When questioned on the issue of civilian casualties, then-NATO spokesman Jamie Shea stated: “There is always a cost to defeat an evil. It never comes free, unfortunately. But the cost of failure to defeat a great evil is far higher.” Sounding like a carbon copy of IDF spokespeople explaining Israeli action in Gaza, he insisted that NATO planes bombed only “legitimate designated military targets”; and if civilians died it was because NATO had been forced into military action.
Adamant that “we try to do our utmost to ensure that if there are civilians around, we do not attack,” Shea, emphasized that “NATO does not target civilians... let’s be perfectly clear about that.”
In contrast to the thousands of civilians killed or wounded, the hundreds of thousands of civilians displaced and the tens of thousands civilian homes destroyed, there were fewer than 700 deaths reported among Serbian military personal.

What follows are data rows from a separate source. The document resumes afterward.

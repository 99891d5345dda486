use super::model::{AttributeValue, ElementKind, ElementRecord, LatticeDocument};
use super::normalize::normalize_lattice_text;
use crate::domain::{ParserResult, SadError};
use std::collections::BTreeMap;
use tracing::{debug, warn};

const STATEMENT_TERMINATOR: char = ';';
const LINE_KEYWORD: &str = "line";

/// A trimmed, non-empty statement of normalized text.
#[derive(Debug, Clone, PartialEq, Eq)]
pub struct RawStatement {
    /// 1-based position among the non-empty statements.
    pub index: usize,
    /// 1-based source line of the first character.
    pub line: usize,
    pub text: String,
}

impl RawStatement {
    /// Leading identifier of the statement: `bend` for `bend b1=(...)` and
    /// `line` for `line=(a b)`.
    pub fn discriminator(&self) -> &str {
        let end = self
            .text
            .find(|ch: char| ch.is_whitespace() || ch == '=' || ch == '(')
            .unwrap_or(self.text.len());
        &self.text[..end]
    }

    fn body(&self) -> &str {
        &self.text[self.discriminator().len()..]
    }

    fn error(&self, placeholder: &'static str, detail: impl AsRef<str>) -> SadError {
        SadError::input_validation(
            placeholder,
            format!(
                "statement {} (line {}): {}",
                self.index,
                self.line,
                detail.as_ref()
            ),
        )
    }
}

/// Splits normalized text on `;`, dropping empty statements.
pub fn split_statements(normalized: &str) -> Vec<RawStatement> {
    let mut statements = Vec::new();
    let mut line = 1;

    for piece in normalized.split(STATEMENT_TERMINATOR) {
        let leading = piece.len() - piece.trim_start().len();
        let start_line = line + piece[..leading].matches('\n').count();
        line += piece.matches('\n').count();

        let text = piece.trim();
        if text.is_empty() {
            continue;
        }
        statements.push(RawStatement {
            index: statements.len() + 1,
            line: start_line,
            text: text.to_string(),
        });
    }

    statements
}

/// Parses a SAD lattice into element tables and the beamline sequence.
pub fn parse_lattice(source: &str) -> ParserResult<LatticeDocument> {
    let normalized = normalize_lattice_text(source);
    let mut document = LatticeDocument::default();

    for statement in split_statements(&normalized) {
        let discriminator = statement.discriminator();
        if let Some(kind) = ElementKind::from_keyword(discriminator) {
            for (name, record) in parse_element_block(&statement)? {
                if document.merge_element(kind, name.as_str(), record) {
                    debug!(
                        statement = statement.index,
                        kind = %kind,
                        element = %name,
                        "merged repeated element definition"
                    );
                }
            }
        } else if discriminator == LINE_KEYWORD {
            let tokens = parse_line_statement(&statement)?;
            if document.replace_sequence(tokens).is_some() {
                warn!(
                    statement = statement.index,
                    line = statement.line,
                    "line statement replaces an earlier sequence"
                );
            }
        } else {
            debug!(
                statement = statement.index,
                line = statement.line,
                discriminator,
                "skipping statement with unrecognised keyword"
            );
        }
    }

    Ok(document)
}

/// Extracts the element-name tokens of a `line` statement, reversal markers
/// kept verbatim.
pub fn parse_line_statement(statement: &RawStatement) -> ParserResult<Vec<String>> {
    let Some((_, sequence_text)) = statement.text.split_once('=') else {
        return Err(statement.error(
            "INPUT.LATTICE_LINE",
            "line statement has no '=' before its element list",
        ));
    };

    let tokens: Vec<String> = sequence_text
        .replace(['(', ')'], " ")
        .split_whitespace()
        .map(str::to_string)
        .collect();

    if let Some(token) = tokens.iter().find(|token| token.contains('=')) {
        return Err(statement.error(
            "INPUT.LATTICE_LINE",
            format!(
                "only one sequence may be defined per line statement, found '{}'",
                token
            ),
        ));
    }

    Ok(tokens)
}

#[derive(Debug, Clone, PartialEq)]
enum Token {
    Open,
    Close,
    Equals,
    Quoted(String),
    Word(String),
}

impl Token {
    fn describe(&self) -> String {
        match self {
            Self::Open => "(".to_string(),
            Self::Close => ")".to_string(),
            Self::Equals => "=".to_string(),
            Self::Quoted(text) => format!("\"{}\"", text),
            Self::Word(word) => word.clone(),
        }
    }
}

fn tokenize(statement: &RawStatement, text: &str) -> ParserResult<Vec<Token>> {
    let mut tokens = Vec::new();
    let mut chars = text.chars().peekable();

    while let Some(&ch) = chars.peek() {
        match ch {
            _ if ch.is_whitespace() => {
                chars.next();
            }
            '(' => {
                chars.next();
                tokens.push(Token::Open);
            }
            ')' => {
                chars.next();
                tokens.push(Token::Close);
            }
            '=' => {
                chars.next();
                tokens.push(Token::Equals);
            }
            '"' | '\'' => {
                chars.next();
                let mut quoted = String::new();
                let mut closed = false;
                for next in chars.by_ref() {
                    if next == ch {
                        closed = true;
                        break;
                    }
                    quoted.push(next);
                }
                if !closed {
                    return Err(statement.error(
                        "INPUT.LATTICE_SYNTAX",
                        format!("unterminated string starting with {}{}", ch, quoted),
                    ));
                }
                tokens.push(Token::Quoted(quoted));
            }
            _ => {
                let mut word = String::new();
                while let Some(&next) = chars.peek() {
                    if next.is_whitespace() || matches!(next, '(' | ')' | '=' | '"' | '\'') {
                        break;
                    }
                    word.push(next);
                    chars.next();
                }
                tokens.push(Token::Word(word));
            }
        }
    }

    Ok(tokens)
}

struct BlockParser<'s> {
    statement: &'s RawStatement,
    tokens: Vec<Token>,
    position: usize,
}

/// Parses the definitions of an element statement.
///
/// Two forms are accepted and may be mixed:
/// `bend b1=(l=1 angle=0.1) b2=(l=2 angle=0.2)` and `bend b1 l=1 angle=0.1`.
/// Values are literals only: numbers, quoted strings, `true`/`false` and
/// parenthesized records.
pub fn parse_element_block(
    statement: &RawStatement,
) -> ParserResult<Vec<(String, ElementRecord)>> {
    let tokens = tokenize(statement, statement.body())?;
    let mut parser = BlockParser {
        statement,
        tokens,
        position: 0,
    };
    parser.definitions()
}

impl BlockParser<'_> {
    fn peek(&self) -> Option<&Token> {
        self.tokens.get(self.position)
    }

    fn peek_at(&self, offset: usize) -> Option<&Token> {
        self.tokens.get(self.position + offset)
    }

    fn error_at(&self, detail: impl AsRef<str>) -> SadError {
        let near = self
            .peek()
            .map(Token::describe)
            .unwrap_or_else(|| "end of statement".to_string());
        self.statement.error(
            "INPUT.LATTICE_SYNTAX",
            format!("{} near '{}'", detail.as_ref(), near),
        )
    }

    fn definitions(&mut self) -> ParserResult<Vec<(String, ElementRecord)>> {
        let mut definitions = Vec::new();
        while self.peek().is_some() {
            let name = self.identifier("element name")?;
            let record: ElementRecord = match (self.peek(), self.peek_at(1)) {
                (Some(Token::Equals), Some(Token::Open)) => {
                    self.position += 2;
                    self.record_body()?.into_iter().collect()
                }
                (Some(Token::Open), _) => {
                    self.position += 1;
                    self.record_body()?.into_iter().collect()
                }
                (Some(Token::Equals), _) => {
                    self.position += 1;
                    return Err(self.error_at(format!(
                        "element '{}' must be defined by a parenthesized attribute list",
                        name
                    )));
                }
                _ => self.bare_attributes()?,
            };
            definitions.push((name, record));
        }
        Ok(definitions)
    }

    /// `attr=value attr=value ...` after a bare element name; stops at the
    /// next element name or at `name=(`, which opens a new definition.
    fn bare_attributes(&mut self) -> ParserResult<ElementRecord> {
        let mut record = ElementRecord::new();
        while let (Some(Token::Word(_)), Some(Token::Equals)) = (self.peek(), self.peek_at(1)) {
            if matches!(self.peek_at(2), Some(Token::Open)) {
                break;
            }
            let attribute = self.identifier("attribute name")?;
            self.position += 1;
            let value = self.scalar(&attribute)?;
            record.insert(attribute, value);
        }
        Ok(record)
    }

    /// Entries up to and including the closing `)`.
    fn record_body(&mut self) -> ParserResult<BTreeMap<String, AttributeValue>> {
        let mut fields = BTreeMap::new();
        loop {
            match self.peek() {
                Some(Token::Close) => {
                    self.position += 1;
                    return Ok(fields);
                }
                None => return Err(self.error_at("unbalanced '(' in attribute list")),
                Some(_) => {
                    let attribute = self.identifier("attribute name")?;
                    if !matches!(self.peek(), Some(Token::Equals)) {
                        return Err(self.error_at(format!("expected '=' after '{}'", attribute)));
                    }
                    self.position += 1;
                    let value = self.value(&attribute)?;
                    fields.insert(attribute, value);
                }
            }
        }
    }

    fn value(&mut self, attribute: &str) -> ParserResult<AttributeValue> {
        if matches!(self.peek(), Some(Token::Open)) {
            self.position += 1;
            return self.record_body().map(AttributeValue::Record);
        }
        self.scalar(attribute)
    }

    fn scalar(&mut self, attribute: &str) -> ParserResult<AttributeValue> {
        match self.peek().cloned() {
            Some(Token::Quoted(text)) => {
                self.position += 1;
                Ok(AttributeValue::Text(text))
            }
            Some(Token::Word(word)) => match parse_literal_word(&word) {
                Some(value) => {
                    self.position += 1;
                    Ok(value)
                }
                None => Err(self.error_at(format!(
                    "unsupported value for attribute '{}' (only numbers, strings, booleans and records are accepted)",
                    attribute
                ))),
            },
            _ => Err(self.error_at(format!("missing value for attribute '{}'", attribute))),
        }
    }

    fn identifier(&mut self, what: &str) -> ParserResult<String> {
        match self.peek() {
            Some(Token::Word(word)) if is_identifier(word) => {
                let word = word.clone();
                self.position += 1;
                Ok(word)
            }
            _ => Err(self.error_at(format!("expected {}", what))),
        }
    }
}

fn is_identifier(word: &str) -> bool {
    let mut chars = word.chars();
    let Some(first) = chars.next() else {
        return false;
    };
    (first.is_alphabetic() || first == '_' || first == '$')
        && chars.all(|ch| ch.is_alphanumeric() || matches!(ch, '_' | '.' | '$'))
}

fn parse_literal_word(word: &str) -> Option<AttributeValue> {
    match word {
        "true" => return Some(AttributeValue::Bool(true)),
        "false" => return Some(AttributeValue::Bool(false)),
        _ => {}
    }

    // f64::from_str also takes "inf" and "nan"; a lattice number starts with
    // a digit, a sign or a decimal point.
    let first = word.chars().next()?;
    if !(first.is_ascii_digit() || matches!(first, '+' | '-' | '.')) {
        return None;
    }
    let value = word.parse::<f64>().ok()?;
    value.is_finite().then_some(AttributeValue::Number(value))
}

No NATO combat casualties were reported.
In Afghanistan, where military action was undertaken in 2001, in response to a single terrorist attack, on a single NATO member, precise estimates of civilian deaths are difficult to come by. Most assessments, however, put civilian deaths at more than 20,000.
To give a sense of comparative “proportionality” of responses, relative to Israel’s population size, the number of fatalities incurred by the US in the 9/11 attacks would be barely equivalent to fatalities Israel incurred in two of the almost 200 suicide attacks it suffered in the bloody days of the 2000-2005 second intifada.

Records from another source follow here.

use super::serialization::{render_json_artifact, write_text_artifact};
use crate::domain::{PipelineStage, SadError, StageArtifact, StageRequest, StageResult};
use serde::Serialize;
use serde::de::DeserializeOwned;
use std::fs;
use std::path::Path;

pub(crate) fn validate_request_stage(
    request: &StageRequest,
    expected: PipelineStage,
) -> StageResult<()> {
    if request.stage != expected {
        return Err(SadError::input_validation(
            "INPUT.STAGE_MISMATCH",
            format!("stage expects a {} request, got {}", expected, request.stage),
        ));
    }
    Ok(())
}

pub(crate) fn read_input_source(path: &Path, stage: PipelineStage) -> StageResult<String> {
    fs::read_to_string(path).map_err(|source| {
        SadError::io_system(
            "IO.STAGE_INPUT_READ",
            format!(
                "failed to read {} input '{}': {}",
                stage,
                path.display(),
                source
            ),
        )
    })
}

pub(crate) fn read_json_input<T: DeserializeOwned>(
    path: &Path,
    stage: PipelineStage,
) -> StageResult<T> {
    let source = read_input_source(path, stage)?;
    serde_json::from_str(&source).map_err(|source| {
        SadError::input_validation(
            "INPUT.STAGE_INPUT_JSON",
            format!(
                "failed to parse {} input '{}': {}",
                stage,
                path.display(),
                source
            ),
        )
    })
}

pub(crate) fn ensure_output_dir(request: &StageRequest) -> StageResult<()> {
    fs::create_dir_all(&request.output_dir).map_err(|source| {
        SadError::io_system(
            "IO.STAGE_OUTPUT_DIRECTORY",
            format!(
                "failed to create {} output directory '{}': {}",
                request.stage,
                request.output_dir.display(),
                source
            ),
        )
    })
}

/// Serializes `value` into `<output_dir>/<file_name>` and returns the artifact
/// entry for it.
pub(crate) fn write_json_output<T: Serialize + ?Sized>(
    request: &StageRequest,
    file_name: &str,
    value: &T,
) -> StageResult<StageArtifact> {
    let content = render_json_artifact(value).map_err(|source| {
        SadError::internal(
            "SYS.STAGE_SERIALIZE",
            format!(
                "failed to serialize {} artifact '{}': {}",
                request.stage, file_name, source
            ),
        )
    })?;

    let output_path = request.output_dir.join(file_name);
    write_text_artifact(&output_path, &content).map_err(|source| {
        SadError::io_system(
            "IO.STAGE_OUTPUT_WRITE",
            format!(
                "failed to write {} artifact '{}': {}",
                request.stage,
                output_path.display(),
                source
            ),
        )
    })?;

    Ok(StageArtifact::new(file_name))
}

#[cfg(test)]
mod tests {
    use super::{read_json_input, validate_request_stage, write_json_output};
    use crate::domain::{PipelineStage, SadErrorCategory, StageRequest};
    use std::collections::BTreeMap;
    use tempfile::TempDir;

    #[test]
    fn stage_mismatch_is_an_input_error() {
        let request = StageRequest::new(PipelineStage::ParseTwiss, "ring.sad", "out");
        let error = validate_request_stage(&request, PipelineStage::ParseLattice)
            .expect_err("mismatched stage should fail");
        assert_eq!(error.placeholder(), "INPUT.STAGE_MISMATCH");
        assert_eq!(error.category(), SadErrorCategory::InputValidationError);
    }

    #[test]
    fn json_output_round_trips_through_reader() {
        let temp = TempDir::new().expect("tempdir should be created");
        let request = StageRequest::new(PipelineStage::ParseTwiss, "in.twiss", temp.path());
        let mut value = BTreeMap::new();
        value.insert("betx".to_string(), vec![1.0, 2.5]);

        let artifact = write_json_output(&request, "value.json", &value)
            .expect("artifact should be written");
        assert_eq!(artifact.relative_path.to_string_lossy(), "value.json");

        let reread: BTreeMap<String, Vec<f64>> =
            read_json_input(&temp.path().join("value.json"), PipelineStage::Compare)
                .expect("artifact should parse");
        assert_eq!(reread, value);
    }

    #[test]
    fn missing_input_is_an_io_error() {
        let temp = TempDir::new().expect("tempdir should be created");
        let error = read_json_input::<BTreeMap<String, f64>>(
            &temp.path().join("missing.json"),
            PipelineStage::BuildLine,
        )
        .expect_err("missing file should fail");
        assert_eq!(error.placeholder(), "IO.STAGE_INPUT_READ");
        assert_eq!(error.exit_code(), 3);
    }
}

In Iraq, the number of recorded civilian deaths since the 2003-invasion due to direct war-related violence is approaching 150,000, in a military campaign which was launched without any overt aggression being directed against the US or its citizens.
But prior to the 2003 armed strike against Saddam Hussein, a crippling US-led UN embargo was enforced against Iraq – far more destructive than the quarantine placed on the terrorist enclave of Gaza. To gauge the devastating effect this had on Iraqi civilians, consider the following chilling extract from a Leslie Stahl interview on 60 Minutes (May 12, 1996) with Madeleine Albright, then-US ambassador to the UN, later secretary of state in the Clinton administration, on the effect the sanctions were having on the Iraqi population: Stahl: “We have heard that a half-million children have died. I mean, that’s more children than died in Hiroshima.... Is the price worth it?” Albright: “I think this is a very hard choice, but... we think the price is worth it.”

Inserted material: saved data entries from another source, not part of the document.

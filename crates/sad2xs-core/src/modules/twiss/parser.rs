use super::model::{ColumnValues, TwissTable};
use crate::domain::{ParserResult, SadError};

/// Label that identifies a repeated header line inside the table body.
pub const REPEATED_HEADER_SENTINEL: &str = "s(m)";

/// Parses a whitespace-separated SAD Twiss table. The first line is the
/// header; later lines carrying the `s(m)` label are repeated headers and are
/// dropped together with blank lines.
pub fn parse_twiss_table(source: &str) -> ParserResult<TwissTable> {
    let mut lines = source.lines().enumerate();
    let header: Vec<&str> = lines
        .next()
        .map(|(_, line)| line.split_whitespace().collect())
        .unwrap_or_default();
    if header.is_empty() {
        return Err(SadError::input_validation(
            "INPUT.TWISS_HEADER",
            "twiss table has no header line",
        ));
    }

    let mut cells: Vec<Vec<&str>> = vec![Vec::new(); header.len()];
    for (index, line) in lines {
        if line.trim().is_empty() || line.contains(REPEATED_HEADER_SENTINEL) {
            continue;
        }

        let fields: Vec<&str> = line.split_whitespace().collect();
        if fields.len() != header.len() {
            return Err(SadError::input_validation(
                "INPUT.TWISS_ROW_LENGTH",
                format!(
                    "line {}: expected {} fields, found {}",
                    index + 1,
                    header.len(),
                    fields.len()
                ),
            ));
        }
        for (column, field) in cells.iter_mut().zip(fields) {
            column.push(field);
        }
    }

    let mut table = TwissTable::new();
    for (name, column) in header.into_iter().zip(cells) {
        table.push_column(name, classify_column(&column))?;
    }
    Ok(table)
}

fn classify_column(cells: &[&str]) -> ColumnValues {
    let numeric: Option<Vec<f64>> = cells
        .iter()
        .map(|cell| cell.parse::<f64>().ok().filter(|value| value.is_finite()))
        .collect();

    match numeric {
        Some(values) => ColumnValues::Numeric(values),
        None => ColumnValues::Text(cells.iter().map(|cell| cell.to_string()).collect()),
    }
}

Now imagine if an Israeli politician had displayed such callousness...
As I was composing this column, news came in that the General Court of the European Union in Luxembourg had accepted a petition by Hamas to have itself removed from the EU’s list of terrorist organizations.
In light of this, how lame the words of Italian ambassador to Israel, Francesco Maria Talo, seem, when toward the end of the Jerusalem Post Diplomatic Conference debate, he appealed: “Please don’t say we are helping terrorists. We want to avoid... help[ing] terrorists, there are rules within our countries to avoid this so we are sticking to international law.”
Really, Mr. Ambassador?
Martin Sherman (www.martinsherman.org) is the founder and executive director of the Israel Institute for Strategic Studies.